# Would you buy a 7d mk ii if you own a 1DX



## kyle86 (Oct 31, 2014)

Hi 

Apart from the 1.6 crop factor is there any other reason to buy a Canon 7d mk ii if you already had a 1DX ?

Thanks


----------



## privatebydesign (Oct 31, 2014)

So you have a new toy.
So you can post images in all the 7D MkII threads.

I doubt the 1.6 crop factor will actually amount to any more actual image resolution over a cropped 1DX file in real world shooting anyway, so in truth, unless you need another camera, the answer to your question must be no.


----------



## kyle86 (Oct 31, 2014)

yeah thats kinda what im thinking an wait for the new 1DX  I see you have the 300mm f2.8, do you use it with an extender?


----------



## Eldar (Oct 31, 2014)

Well, I have the 1DX and I have ordered a 7DII. There are three reasons for this. 

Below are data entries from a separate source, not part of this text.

//! Application services - the post, comment and account aggregates.
//!
//! Every mutation goes through [`crate::authorize`] against the recorded owner before
//! touching the store. Read paths return projected payloads.

mod account;
mod comment;
mod post;

pub use account::{AccountService, IssuedToken};
pub use comment::CommentService;
pub use post::{PostChanges, PostService};

use crate::error::{DomainError, DomainResult};

/// Reject empty (or whitespace-only) required fields.
pub(crate) fn require_non_empty(field: &str, value: &str) -> DomainResult<()> {
    if value.trim().is_empty() {
        Err(DomainError::validation(format!("{field} is required")))
    } else {
        Ok(())
    }
}
//! Application configuration loaded from environment variables.

use std::env;

use quill_infra::JwtConfig;
use quill_infra::database::DatabaseConfig;

#[cfg(feature = "rate-limit")]
use quill_infra::RateLimitConfig;

/// Application configuration.
#[derive(Debug, Clone)]
pub struct AppConfig {
    pub host: String,
    pub port: u16,
    pub database: Option<DatabaseConfig>,
    pub run_migrations: bool,
    pub jwt: JwtConfig,
    /// Key rate limits on `Forwarded`/`X-Forwarded-For` instead of the socket peer.
    pub trust_forwarded_for: bool,
    #[cfg(feature = "rate-limit")]
    pub auth_rate_limit: RateLimitConfig,
}

fn parsed<T: std::str::FromStr>(key: &str) -> Option<T> {
    env::var(key).ok().and_then(|s| s.parse().ok())
}

fn flag(key: &str) -> bool {
    env::var(key)
        .map(|v| matches!(v.to_lowercase().as_str(), "1" | "true" | "yes"))
        .unwrap_or(false)
}

impl AppConfig {
    /// Load configuration from environment variables.
    pub fn from_env() -> Self {
        let database = env::var("DATABASE_URL").ok().map(|url| {
            let defaults = DatabaseConfig::new(url);
            DatabaseConfig {
                max_connections: parsed("DB_MAX_CONNECTIONS").unwrap_or(defaults.max_connections),
                min_connections: parsed("DB_MIN_CONNECTIONS").unwrap_or(defaults.min_connections),
                ..defaults
            }
        });

        Self {
            host: env::var("HOST").unwrap_or_else(|_| "127.0.0.1".to_string()),
            port: parsed("PORT").unwrap_or(5000),
            database,
            run_migrations: flag("RUN_MIGRATIONS"),
            jwt: JwtConfig::from_env(),
            trust_forwarded_for: flag("TRUST_FORWARDED_FOR"),
            #[cfg(feature = "rate-limit")]
            auth_rate_limit: RateLimitConfig::from_env(),
        }
    }
}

The first is to use the 7DII with the long whites for reach limited cases. Yes, I know that a cropped 1DX image, from a pure IQ perspective, in many cases will be just as good, especially higher ISO. But I mostly shoot lower ISO, where the IQ difference is minor and I expect the AF system on the 7DII to improve my focus on long reach. It will also give me more pixels for larger prints. I also had the 7D MkI, which I never used for this purpose, due to its inferior AF system and IQ.

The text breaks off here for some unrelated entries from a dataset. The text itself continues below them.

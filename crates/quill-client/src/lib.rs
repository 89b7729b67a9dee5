//! # Quill Client
//!
//! Typed HTTP client for the Quill API.
//!
//! The caller owns the [`Session`]: it is loaded on login or registration, passed to
//! every call that needs an identity, and cleared on logout.

mod client;
mod error;
mod session;

pub use client::ApiClient;
pub use error::{ClientError, ClientResult};
pub use session::Session;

The secondary reason is size and weight. When I go for long hikes in the mountains, looking for birds and wildlife, a 7DII/200-400 f4L IS 1.4x combo will cover all of my needs. And it is both lighter, smaller and more flexible than carrying the 1DX and the 600 f4L IS II, with extenders.

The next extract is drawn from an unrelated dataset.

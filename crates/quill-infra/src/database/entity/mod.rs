//! SeaORM entities and their conversions to domain types.

pub mod comment;
pub mod post;
pub mod user;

The third reason is for my wife to use with a Tamron 16-300 super zoom, when we travel. She does not like to change lenses ...


----------



## kyle86 (Oct 31, 2014)

Eldar said:


> Well, I have the 1DX and I have ordered a 7DII. There are three reasons for this.
> 
> The first is to use the 7DII with the long whites for reach limited cases. Yes, I know that a cropped 1DX image, from a pure IQ perspective, in many cases will be just as good, especially higher ISO. But I mostly shoot lower ISO, where the IQ difference is minor and I expect the AF system on the 7DII to improve my focus on long reach. It will also give me more pixels for larger prints. I also had the 7D MkI, which I never used for this purpose, due to its inferior AF system and IQ.
> 
> ...



Hi Eldar 

Thanks for the reply! 

Hmm I feel I change my mind on this every 5 minutes hahaha... omg please let me know how it goes with a 200 -400? I have a 200 f2 as my longest lens but am thinking either the sigma 150-600, canon 300mm with the 7d mk ii or the 200-400 and just cannot decide... so i would love to know how you find the 200-400 with it


----------



## FEBS (Oct 31, 2014)

For me almost the same as for Eldar.

I ordered the 7D2 for following reasons:

More reach on the long whites. I knew in high iso, the 1Dx will still overclass the 7D2. However, other threads on this forum indicated that the 1.6 factor of crop to FF is in reality lower (1.2 to 1.3) because the IQ is much better for the FF. The 7D2 has at least 10% more pixels compared to the 18mp versions. For that reason, I think the 1.3 to 1.4 gain compared to FF should be possible. So the 7D2 with a 300/2.8 will be real good I presume, and will give me a nice increase of focus length. This will be a nice *backup camera for the 1Dx *for action photography, if the light is decent. And just as Eldar, I did not use any longer the 7D after I bought my 5D3 because of AF and IQ. 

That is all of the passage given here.